For me it is poor done comparison. This is basic engineering. guys. We dont know to which of radiators hot water is going, it makes a lot of difference. There are basically two types of heat exchangers, cocurent flow and countercurent flow, usually countercurrent flow is more efficient. For computer cooling it is a big difference if you are flowing hot water to intake radiator or outlet radiator. For cocurent flow case, you direct hot water first to intake radiator, water cools down but, air is heated a lot, so when it is moved to second radiator we have hot air and cool water, so efficiency of second radiator is low or even it is heating water (if intake radiator is much bigger and/or water loop is overbuild for rig power).

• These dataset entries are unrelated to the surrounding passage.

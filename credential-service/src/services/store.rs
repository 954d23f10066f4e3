use async_trait::async_trait;
use futures::TryStreamExt;
use mongodb::{
    bson::doc,
    options::{FindOptions, IndexOptions},
    Collection, IndexModel,
};
use std::sync::{
    atomic::{AtomicBool, AtomicUsize, Ordering},
    Mutex,
};

use crate::models::AccessCredential;
use crate::services::MongoDb;

pub const CREDENTIALS_COLLECTION: &str = "access_credentials";

/// Persistence for access credentials.
///
/// Implementations rely on the backing store's per-document atomicity; no
/// operation spans more than one document write except `delete_by_dependent`,
/// which is a single bulk delete.
#[async_trait]
pub trait CredentialStore: Send + Sync {
    /// Insert a new record. Never upserts.
    async fn create(&self, credential: &AccessCredential) -> Result<(), anyhow::Error>;

    /// Byte-exact lookup by secret.
    async fn find_by_secret(&self, secret: &str)
        -> Result<Option<AccessCredential>, anyhow::Error>;

    /// All credentials of a dependent, newest first.
    async fn list_by_dependent(
        &self,
        dependent_id: &str,
    ) -> Result<Vec<AccessCredential>, anyhow::Error>;

    /// Remove every credential of a dependent; returns how many were removed.
    async fn delete_by_dependent(&self, dependent_id: &str) -> Result<u64, anyhow::Error>;

    async fn health_check(&self) -> Result<(), anyhow::Error>;
}

#[derive(Clone)]
pub struct MongoCredentialStore {
    db: MongoDb,
    collection: Collection<AccessCredential>,
}

impl MongoCredentialStore {
    pub fn new(db: &MongoDb) -> Self {
        Self {
            db: db.clone(),
            collection: db.database().collection(CREDENTIALS_COLLECTION),
        }
    }

    pub async fn init_indexes(&self) -> Result<(), anyhow::Error> {
        let secret_index = IndexModel::builder()
            .keys(doc! { "secret": 1 })
            .options(
                IndexOptions::builder()
                    .name("secret_unique_idx".to_string())
                    .unique(true)
                    .build(),
            )
            .build();

        // Bulk revocation and listing filter on dependent_id
        let dependent_index = IndexModel::builder()
            .keys(doc! { "dependent_id": 1, "issued_at": -1 })
            .options(
                IndexOptions::builder()
                    .name("dependent_issued_idx".to_string())
                    .build(),
            )
            .build();

        self.collection
            .create_indexes([secret_index, dependent_index], None)
            .await
            .map_err(|e| {
                tracing::error!("Failed to create credential indexes: {}", e);
                anyhow::anyhow!("Failed to create credential indexes: {}", e)
            })?;

        tracing::info!("Credential store indexes initialized");
        Ok(())
    }
}

#[async_trait]
impl CredentialStore for MongoCredentialStore {
    async fn create(&self, credential: &AccessCredential) -> Result<(), anyhow::Error> {
        self.collection.insert_one(credential, None).await?;
        Ok(())
    }

    async fn find_by_secret(
        &self,
        secret: &str,
    ) -> Result<Option<AccessCredential>, anyhow::Error> {
        let credential = self
            .collection
            .find_one(doc! { "secret": secret }, None)
            .await?;
        Ok(credential)
    }

    async fn list_by_dependent(
        &self,
        dependent_id: &str,
    ) -> Result<Vec<AccessCredential>, anyhow::Error> {
        let options = FindOptions::builder()
            .sort(doc! { "issued_at": -1 })
            .build();

        let cursor = self
            .collection
            .find(doc! { "dependent_id": dependent_id }, options)
            .await?;

        Ok(cursor.try_collect().await?)
    }

    async fn delete_by_dependent(&self, dependent_id: &str) -> Result<u64, anyhow::Error> {
        let result = self
            .collection
            .delete_many(doc! { "dependent_id": dependent_id }, None)
            .await?;
        Ok(result.deleted_count)
    }

    async fn health_check(&self) -> Result<(), anyhow::Error> {
        self.db.health_check().await
    }
}

/// In-memory store for tests. Mirrors the unique index on `secret`.
#[derive(Default)]
pub struct MockCredentialStore {
    pub credentials: Mutex<Vec<AccessCredential>>,
    lookups: AtomicUsize,
    unavailable: AtomicBool,
}

impl MockCredentialStore {
    pub fn new() -> Self {
        Self::default()
    }

    /// Number of `find_by_secret` calls served so far.
    pub fn lookup_count(&self) -> usize {
        self.lookups.load(Ordering::SeqCst)
    }

    /// Make every subsequent call fail as if the database were down.
    pub fn set_unavailable(&self, unavailable: bool) {
        self.unavailable.store(unavailable, Ordering::SeqCst);
    }

    pub fn len(&self) -> usize {
        self.credentials.lock().map(|c| c.len()).unwrap_or(0)
    }

    pub fn is_empty(&self) -> bool {
        self.len() == 0
    }

    fn check_available(&self) -> Result<(), anyhow::Error> {
        if self.unavailable.load(Ordering::SeqCst) {
            return Err(anyhow::anyhow!("Mock credential store unavailable"));
        }
        Ok(())
    }

    fn lock(&self) -> Result<std::sync::MutexGuard<'_, Vec<AccessCredential>>, anyhow::Error> {
        self.credentials
            .lock()
            .map_err(|e| anyhow::anyhow!("Mock credential store mutex poisoned: {}", e))
    }
}

#[async_trait]
impl CredentialStore for MockCredentialStore {
    async fn create(&self, credential: &AccessCredential) -> Result<(), anyhow::Error> {
        self.check_available()?;
        let mut credentials = self.lock()?;
        if credentials.iter().any(|c| c.secret == credential.secret) {
            return Err(anyhow::anyhow!("E11000 duplicate key error: secret"));
        }
        credentials.push(credential.clone());
        Ok(())
    }

    async fn find_by_secret(
        &self,
        secret: &str,
    ) -> Result<Option<AccessCredential>, anyhow::Error> {
        self.lookups.fetch_add(1, Ordering::SeqCst);
        self.check_available()?;
        Ok(self.lock()?.iter().find(|c| c.secret == secret).cloned())
    }

    async fn list_by_dependent(
        &self,
        dependent_id: &str,
    ) -> Result<Vec<AccessCredential>, anyhow::Error> {
        self.check_available()?;
        let mut matching: Vec<AccessCredential> = self
            .lock()?
            .iter()
            .filter(|c| c.dependent_id == dependent_id)
            .cloned()
            .collect();
        matching.sort_by(|a, b| b.issued_at.cmp(&a.issued_at));
        Ok(matching)
    }

    async fn delete_by_dependent(&self, dependent_id: &str) -> Result<u64, anyhow::Error> {
        self.check_available()?;
        let mut credentials = self.lock()?;
        let before = credentials.len();
        credentials.retain(|c| c.dependent_id != dependent_id);
        Ok((before - credentials.len()) as u64)
    }

    async fn health_check(&self) -> Result<(), anyhow::Error> {
        self.check_available()
    }
}
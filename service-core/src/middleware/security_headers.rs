use axum::{extract::Request, http::header, middleware::Next, response::IntoResponse};

fn is_docs_route(path: &str) -> bool {
    path.starts_with("/docs") || path == "/.well-known/openapi.json"
}

pub async fn security_headers_middleware(req: Request, next: Next) -> impl IntoResponse {
    let is_docs = is_docs_route(req.uri().path());

    let mut response = next.run(req).await;
    let headers = response.headers_mut();

    headers.insert(
        header::X_CONTENT_TYPE_OPTIONS,
        header::HeaderValue::from_static("nosniff"),
    );
    headers.insert(
        header::STRICT_TRANSPORT_SECURITY,
        header::HeaderValue::from_static("max-age=31536000; includeSubDomains"),
    );

    if is_docs {
        // Swagger UI needs inline scripts/styles and data: images.
        headers.insert(
            header::CONTENT_SECURITY_POLICY,
            header::HeaderValue::from_static(
                "default-src 'self'; \
                 script-src 'self' 'unsafe-inline'; \
                 style-src 'self' 'unsafe-inline'; \
                 img-src 'self' data:; \
                 font-src 'self'; \
                 connect-src 'self'",
            ),
        );
        headers.insert(
            header::X_FRAME_OPTIONS,
            header::HeaderValue::from_static("SAMEORIGIN"),
        );
    } else {
        headers.insert(
            header::CONTENT_SECURITY_POLICY,
            header::HeaderValue::from_static("default-src 'none'; frame-ancestors 'none'"),
        );
        headers.insert(
            header::X_FRAME_OPTIONS,
            header::HeaderValue::from_static("DENY"),
        );
        // API responses may carry bearer secrets or session tokens.
        headers.insert(
            header::CACHE_CONTROL,
            header::HeaderValue::from_static("no-store"),
        );
        headers.insert(header::PRAGMA, header::HeaderValue::from_static("no-cache"));
    }

    response
}
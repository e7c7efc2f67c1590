use async_trait::async_trait;
use chrono::Utc;
use serde_json::{Map, Value};
use sqlx::{Row, SqlitePool};
use std::sync::Arc;
use tokio::sync::Mutex;
use tracing::{debug, warn};

use crate::domain::data_set::DocumentPath;
use crate::error::RemoteError;
use crate::repository::remote_store::{
    merge_fields, DocumentSnapshot, DocumentSubscription, RemoteDocumentStore, SubscriberHub,
};

/// Document store on a local SQLite file: the all-local fallback when no
/// cloud store is configured.
///
/// Subscribers are notified in-process after each committed write. Writes
/// and initial subscription reads are serialized so a subscriber never sees
/// an older snapshot after a newer one.
#[derive(Clone)]
pub struct SqliteDocumentStore {
    pool: SqlitePool,
    hub: Arc<SubscriberHub>,
    sequencer: Arc<Mutex<()>>,
}

impl SqliteDocumentStore {
    pub fn new(pool: SqlitePool) -> Self {
        Self {
            pool,
            hub: SubscriberHub::new(),
            sequencer: Arc::new(Mutex::new(())),
        }
    }

    pub async fn get(&self, path: &DocumentPath) -> Result<DocumentSnapshot, RemoteError> {
        fetch(&self.pool, path).await
    }
}

async fn fetch(pool: &SqlitePool, path: &DocumentPath) -> Result<DocumentSnapshot, RemoteError> {
    let row = sqlx::query("SELECT data FROM documents WHERE path = ?")
        .bind(path.as_str())
        .fetch_optional(pool)
        .await
        .map_err(|source| RemoteError::Database {
            operation: format!("read {}", path),
            source,
        })?;

    let Some(row) = row else {
        return Ok(DocumentSnapshot::missing());
    };

    match serde_json::from_str::<Value>(row.get("data"))? {
        Value::Object(data) => Ok(DocumentSnapshot::with_data(data)),
        _ => Err(RemoteError::MalformedDocument { path: path.clone() }),
    }
}

#[async_trait]
impl RemoteDocumentStore for SqliteDocumentStore {
    fn subscribe(&self, path: &DocumentPath) -> DocumentSubscription {
        let (pending, subscription) = self.hub.open(path);
        let pool = self.pool.clone();
        let hub = self.hub.clone();
        let sequencer = self.sequencer.clone();
        let path = path.clone();

        tokio::spawn(async move {
            let _turn = sequencer.lock().await;
            let initial = fetch(&pool, &path).await;
            if let Err(e) = &initial {
                warn!(path = %path, error = %e, "Initial document read failed");
            }
            pending.send(initial);
            hub.register(pending);
        });

        subscription
    }

    async fn merge_write(
        &self,
        path: &DocumentPath,
        partial: Map<String, Value>,
    ) -> Result<(), RemoteError> {
        let _turn = self.sequencer.lock().await;

        let mut document = match fetch(&self.pool, path).await? {
            DocumentSnapshot { data: Some(data) } => data,
            DocumentSnapshot { data: None } => Map::new(),
        };
        merge_fields(&mut document, partial);
        let encoded = serde_json::to_string(&document)?;

        sqlx::query(
            r#"
            INSERT INTO documents (path, data, updated_at) VALUES (?, ?, ?)
            ON CONFLICT(path) DO UPDATE SET data = excluded.data, updated_at = excluded.updated_at
            "#,
        )
        .bind(path.as_str())
        .bind(&encoded)
        .bind(Utc::now().to_rfc3339())
        .execute(&self.pool)
        .await
        .map_err(|source| RemoteError::Database {
            operation: format!("write {}", path),
            source,
        })?;

        debug!(path = %path, bytes = encoded.len(), "Document stored");
        self.hub.notify(path, &DocumentSnapshot::with_data(document));
        Ok(())
    }
}
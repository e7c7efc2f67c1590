use serde::{Deserialize, Serialize};
use std::fmt;

use crate::domain::user::UserId;
use crate::error::DomainError;

/// Name of a logical data set, e.g. `habits` or `completions`.
#[derive(Debug, Clone, PartialEq, Eq, Hash, PartialOrd, Ord, Serialize, Deserialize)]
#[serde(transparent)]
pub struct DataSetName(String);

impl DataSetName {
    pub const HABITS: &'static str = "habits";
    pub const COMPLETIONS: &'static str = "completions";
    pub const CUSTOM_HABITS: &'static str = "customHabits";
    pub const DAILY_TASKS: &'static str = "dailyTasks";
    pub const STOPWATCH_HISTORY: &'static str = "stopwatchHistory";
    pub const ACTIVE_TIMER: &'static str = "activeTimer";
    pub const NOTES: &'static str = "notes";
    pub const SETTINGS: &'static str = "settings";

    pub fn new(raw: impl Into<String>) -> Result<Self, DomainError> {
        let raw = raw.into();
        if raw.is_empty() {
            return Err(DomainError::validation("data_set", "must not be empty"));
        }
        if raw.contains('/') {
            return Err(DomainError::validation("data_set", "must not contain '/'"));
        }
        // Local mirror keys end in `_{name}`; the last `_` must always
        // separate the user segment from the name.
        if raw.contains('_') {
            return Err(DomainError::validation("data_set", "must not contain '_'"));
        }
        Ok(Self(raw))
    }

    /// For the built-in names above, which are known to be valid.
    pub(crate) fn builtin(raw: &'static str) -> Self {
        Self(raw.to_string())
    }

    pub fn as_str(&self) -> &str {
        &self.0
    }
}

impl fmt::Display for DataSetName {
    fn fmt(&self, f: &mut fmt::Formatter<'_>) -> fmt::Result {
        f.write_str(&self.0)
    }
}

/// Location of one data set's document in the remote store:
/// `users/{userId}/data/{dataSetName}`.
#[derive(Debug, Clone, PartialEq, Eq, Hash, PartialOrd, Ord)]
pub struct DocumentPath(String);

impl DocumentPath {
    pub fn new(user: &UserId, data_set: &DataSetName) -> Self {
        Self(format!("users/{}/data/{}", user, data_set))
    }

    pub fn as_str(&self) -> &str {
        &self.0
    }
}

impl fmt::Display for DocumentPath {
    fn fmt(&self, f: &mut fmt::Formatter<'_>) -> fmt::Result {
        f.write_str(&self.0)
    }
}

#[cfg(test)]
mod tests {
    use super::*;

    #[test]
    fn test_document_path_is_deterministic() {
        let user = UserId::new("abc").unwrap();
        let habits = DataSetName::new("habits").unwrap();

        assert_eq!(DocumentPath::new(&user, &habits).as_str(), "users/abc/data/habits");
        assert_eq!(DocumentPath::new(&user, &habits), DocumentPath::new(&user, &habits));
    }

    #[test]
    fn test_data_set_validation() {
        assert!(DataSetName::new("").is_err());
        assert!(DataSetName::new("a/b").is_err());
        assert!(DataSetName::new("b_notes").is_err());
        assert_eq!(DataSetName::builtin(DataSetName::CUSTOM_HABITS).as_str(), "customHabits");
    }
}
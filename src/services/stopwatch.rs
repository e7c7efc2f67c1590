use chrono::{DateTime, NaiveDate, Utc};
use tracing::info;

use crate::domain::data_set::DataSetName;
use crate::domain::focus_session::{ActiveTimer, FocusSession};
use crate::domain::user::UserId;
use crate::error::DomainError;
use crate::repository::local_mirror::LocalMirrorStore;
use crate::services::sync_channel::{SyncBinding, SyncChannel};

/// Focus stopwatch: the running timer lives in the local mirror so it
/// survives reloads on this device, finished sessions go to the synced
/// history.
pub struct Stopwatch {
    mirror: LocalMirrorStore,
    history: SyncBinding<Vec<FocusSession>>,
}

impl Stopwatch {
    pub fn new(channel: &SyncChannel, mirror: LocalMirrorStore, user: Option<UserId>) -> Self {
        Self {
            mirror,
            history: channel.bind(user, DataSetName::builtin(DataSetName::STOPWATCH_HISTORY), Vec::new()),
        }
    }

    pub fn set_user(&self, user: Option<UserId>) {
        self.history.set_user(user);
    }

    fn timer_name() -> DataSetName {
        DataSetName::builtin(DataSetName::ACTIVE_TIMER)
    }

    pub fn active(&self) -> Option<ActiveTimer> {
        self.mirror.read(self.history.user().as_ref(), &Self::timer_name(), None)
    }

    fn store_active(&self, timer: Option<&ActiveTimer>) {
        let user = self.history.user();
        match timer {
            Some(timer) => self.mirror.write(user.as_ref(), &Self::timer_name(), timer),
            None => self.mirror.remove(user.as_ref(), &Self::timer_name()),
        }
    }

    pub fn start(&self, label: impl Into<String>, now: DateTime<Utc>) -> Result<ActiveTimer, DomainError> {
        if let Some(current) = self.active() {
            return Err(DomainError::InvalidTimerTransition {
                from: if current.is_running() { "running" } else { "paused" },
                to: "running",
            });
        }
        let timer = ActiveTimer::start(label, now);
        self.store_active(Some(&timer));
        Ok(timer)
    }

    pub fn pause(&self, now: DateTime<Utc>) -> Result<ActiveTimer, DomainError> {
        let mut timer = self.require_active("paused")?;
        timer.pause(now)?;
        self.store_active(Some(&timer));
        Ok(timer)
    }

    pub fn resume(&self, now: DateTime<Utc>) -> Result<ActiveTimer, DomainError> {
        let mut timer = self.require_active("running")?;
        timer.resume(now)?;
        self.store_active(Some(&timer));
        Ok(timer)
    }

    pub fn elapsed_ms(&self, now: DateTime<Utc>) -> i64 {
        self.active().map(|timer| timer.elapsed_ms(now)).unwrap_or(0)
    }

    /// Ends the session, appends it to the synced history and clears the
    /// local timer. Signed out, the session is returned but not recorded.
    pub fn stop(&self, now: DateTime<Utc>) -> Result<FocusSession, DomainError> {
        let timer = self.require_active("stopped")?;
        let session = timer.finish(now);
        info!(label = %session.label, duration_ms = session.duration_ms, "Focus session finished");

        let recorded = session.clone();
        self.history.update(move |history| {
            let mut next = history.clone();
            next.push(recorded);
            next
        });
        self.store_active(None);
        Ok(session)
    }

    fn require_active(&self, to: &'static str) -> Result<ActiveTimer, DomainError> {
        self.active()
            .ok_or(DomainError::InvalidTimerTransition { from: "idle", to })
    }

    pub fn history(&self) -> Vec<FocusSession> {
        self.history.value()
    }

    pub fn loading(&self) -> bool {
        self.history.loading()
    }

    pub fn total_focus_ms_on(&self, date: NaiveDate) -> i64 {
        self.history
            .value()
            .iter()
            .filter(|session| session.started_on() == date)
            .map(|session| session.duration_ms)
            .sum()
    }
}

BUT for countecurent setup, hot water goes to outlet radiator first! And we are cooling hot water by hot air from case, usually temperature difference is big enough for efficient heat transfer. Next cold water flows to intake radiator and is cooled more by fresh (ambient) air.
For Minecraft server case situation is kinda similar, if your hot water was directed to intake (first) radiator, second and third radiator are almost useless, but if hot water was directed to last radiator, water could be cooled to almost ambient temps.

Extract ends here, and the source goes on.